--- Requirement ---
Write the full listing out again, keeping every line exactly as it is.

--- --- ---

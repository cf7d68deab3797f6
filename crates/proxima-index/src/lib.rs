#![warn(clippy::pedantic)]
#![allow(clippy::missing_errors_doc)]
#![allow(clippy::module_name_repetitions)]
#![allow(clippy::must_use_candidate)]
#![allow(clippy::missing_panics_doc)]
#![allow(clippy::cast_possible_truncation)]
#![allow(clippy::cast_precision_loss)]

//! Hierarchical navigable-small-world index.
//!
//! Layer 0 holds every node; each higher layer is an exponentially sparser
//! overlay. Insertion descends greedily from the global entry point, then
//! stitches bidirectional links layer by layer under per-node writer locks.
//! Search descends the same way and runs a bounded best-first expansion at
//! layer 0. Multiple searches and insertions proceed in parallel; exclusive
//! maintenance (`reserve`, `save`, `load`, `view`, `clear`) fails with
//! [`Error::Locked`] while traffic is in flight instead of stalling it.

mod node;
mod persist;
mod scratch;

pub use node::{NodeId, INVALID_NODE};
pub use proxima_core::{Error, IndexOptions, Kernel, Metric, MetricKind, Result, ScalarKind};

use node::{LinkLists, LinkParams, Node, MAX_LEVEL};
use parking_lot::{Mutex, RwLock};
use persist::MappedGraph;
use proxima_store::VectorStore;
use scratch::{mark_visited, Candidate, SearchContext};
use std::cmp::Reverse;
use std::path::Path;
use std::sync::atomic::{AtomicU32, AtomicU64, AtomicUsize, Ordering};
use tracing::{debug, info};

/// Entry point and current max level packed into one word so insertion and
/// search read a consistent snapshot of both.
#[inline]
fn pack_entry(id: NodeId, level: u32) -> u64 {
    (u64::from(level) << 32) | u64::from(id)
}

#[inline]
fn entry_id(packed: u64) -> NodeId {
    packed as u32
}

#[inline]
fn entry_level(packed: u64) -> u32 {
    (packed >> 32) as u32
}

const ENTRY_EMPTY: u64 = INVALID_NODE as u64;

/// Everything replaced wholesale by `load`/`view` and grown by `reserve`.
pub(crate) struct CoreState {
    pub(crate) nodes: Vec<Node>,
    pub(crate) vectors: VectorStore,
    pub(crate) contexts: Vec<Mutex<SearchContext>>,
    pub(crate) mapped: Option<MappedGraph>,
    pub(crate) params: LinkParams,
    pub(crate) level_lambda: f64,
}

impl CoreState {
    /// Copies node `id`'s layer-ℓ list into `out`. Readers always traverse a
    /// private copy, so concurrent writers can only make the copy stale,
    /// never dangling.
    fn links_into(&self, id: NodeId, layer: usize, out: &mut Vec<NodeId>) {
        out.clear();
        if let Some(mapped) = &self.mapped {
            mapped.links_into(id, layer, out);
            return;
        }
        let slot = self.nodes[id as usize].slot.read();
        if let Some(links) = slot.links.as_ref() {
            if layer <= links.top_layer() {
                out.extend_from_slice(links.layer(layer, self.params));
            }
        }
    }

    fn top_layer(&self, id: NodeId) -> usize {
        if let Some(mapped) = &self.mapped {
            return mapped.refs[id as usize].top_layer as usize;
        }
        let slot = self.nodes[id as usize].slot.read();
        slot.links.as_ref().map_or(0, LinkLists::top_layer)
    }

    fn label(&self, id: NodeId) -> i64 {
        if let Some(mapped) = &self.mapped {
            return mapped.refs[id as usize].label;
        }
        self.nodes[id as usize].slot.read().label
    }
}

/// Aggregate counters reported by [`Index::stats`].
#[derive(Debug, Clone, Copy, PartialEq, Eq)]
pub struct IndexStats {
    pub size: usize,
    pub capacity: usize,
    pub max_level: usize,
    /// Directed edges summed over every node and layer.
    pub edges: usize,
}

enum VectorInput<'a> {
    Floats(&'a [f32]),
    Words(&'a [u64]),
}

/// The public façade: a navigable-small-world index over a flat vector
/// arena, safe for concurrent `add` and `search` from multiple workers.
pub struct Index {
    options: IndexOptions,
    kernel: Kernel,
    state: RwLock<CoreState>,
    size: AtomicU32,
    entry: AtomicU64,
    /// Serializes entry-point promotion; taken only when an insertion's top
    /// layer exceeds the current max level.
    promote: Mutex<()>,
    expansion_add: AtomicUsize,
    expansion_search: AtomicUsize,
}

--- --- ---

--- Finished exercise ---
repository cf7d68deab3797f6
filename crates/proxima-index/src/lib.rs
#![warn(clippy::pedantic)]
#![allow(clippy::missing_errors_doc)]
#![allow(clippy::module_name_repetitions)]
#![allow(clippy::must_use_candidate)]
#![allow(clippy::missing_panics_doc)]
#![allow(clippy::cast_possible_truncation)]
#![allow(clippy::cast_precision_loss)]

//! Hierarchical navigable-small-world index.
//!
//! Layer 0 holds every node; each higher layer is an exponentially sparser
//! overlay. Insertion descends greedily from the global entry point, then
//! stitches bidirectional links layer by layer under per-node writer locks.
//! Search descends the same way and runs a bounded best-first expansion at
//! layer 0. Multiple searches and insertions proceed in parallel; exclusive
//! maintenance (`reserve`, `save`, `load`, `view`, `clear`) fails with
//! [`Error::Locked`] while traffic is in flight instead of stalling it.

mod node;
mod persist;
mod scratch;

pub use node::{NodeId, INVALID_NODE};
pub use proxima_core::{Error, IndexOptions, Kernel, Metric, MetricKind, Result, ScalarKind};

use node::{LinkLists, LinkParams, Node, MAX_LEVEL};
use parking_lot::{Mutex, RwLock};
use persist::MappedGraph;
use proxima_store::VectorStore;
use scratch::{mark_visited, Candidate, SearchContext};
use std::cmp::Reverse;
use std::path::Path;
use std::sync::atomic::{AtomicU32, AtomicU64, AtomicUsize, Ordering};
use tracing::{debug, info};

/// Entry point and current max level packed into one word so insertion and
/// search read a consistent snapshot of both.
#[inline]
fn pack_entry(id: NodeId, level: u32) -> u64 {
    (u64::from(level) << 32) | u64::from(id)
}

#[inline]
fn entry_id(packed: u64) -> NodeId {
    packed as u32
}

#[inline]
fn entry_level(packed: u64) -> u32 {
    (packed >> 32) as u32
}

const ENTRY_EMPTY: u64 = INVALID_NODE as u64;

/// Everything replaced wholesale by `load`/`view` and grown by `reserve`.
pub(crate) struct CoreState {
    pub(crate) nodes: Vec<Node>,
    pub(crate) vectors: VectorStore,
    pub(crate) contexts: Vec<Mutex<SearchContext>>,
    pub(crate) mapped: Option<MappedGraph>,
    pub(crate) params: LinkParams,
    pub(crate) level_lambda: f64,
}

impl CoreState {
    /// Copies node `id`'s layer-ℓ list into `out`. Readers always traverse a
    /// private copy, so concurrent writers can only make the copy stale,
    /// never dangling.
    fn links_into(&self, id: NodeId, layer: usize, out: &mut Vec<NodeId>) {
        out.clear();
        if let Some(mapped) = &self.mapped {
            mapped.links_into(id, layer, out);
            return;
        }
        let slot = self.nodes[id as usize].slot.read();
        if let Some(links) = slot.links.as_ref() {
            if layer <= links.top_layer() {
                out.extend_from_slice(links.layer(layer, self.params));
            }
        }
    }

    fn top_layer(&self, id: NodeId) -> usize {
        if let Some(mapped) = &self.mapped {
            return mapped.refs[id as usize].top_layer as usize;
        }
        let slot = self.nodes[id as usize].slot.read();
        slot.links.as_ref().map_or(0, LinkLists::top_layer)
    }

    fn label(&self, id: NodeId) -> i64 {
        if let Some(mapped) = &self.mapped {
            return mapped.refs[id as usize].label;
        }
        self.nodes[id as usize].slot.read().label
    }
}

/// Aggregate counters reported by [`Index::stats`].
#[derive(Debug, Clone, Copy, PartialEq, Eq)]
pub struct IndexStats {
    pub size: usize,
    pub capacity: usize,
    pub max_level: usize,
    /// Directed edges summed over every node and layer.
    pub edges: usize,
}

enum VectorInput<'a> {
    Floats(&'a [f32]),
    Words(&'a [u64]),
}

/// The public façade: a navigable-small-world index over a flat vector
/// arena, safe for concurrent `add` and `search` from multiple workers.
pub struct Index {
    options: IndexOptions,
    kernel: Kernel,
    state: RwLock<CoreState>,
    size: AtomicU32,
    entry: AtomicU64,
    /// Serializes entry-point promotion; taken only when an insertion's top
    /// layer exceeds the current max level.
    promote: Mutex<()>,
    expansion_add: AtomicUsize,
    expansion_search: AtomicUsize,
}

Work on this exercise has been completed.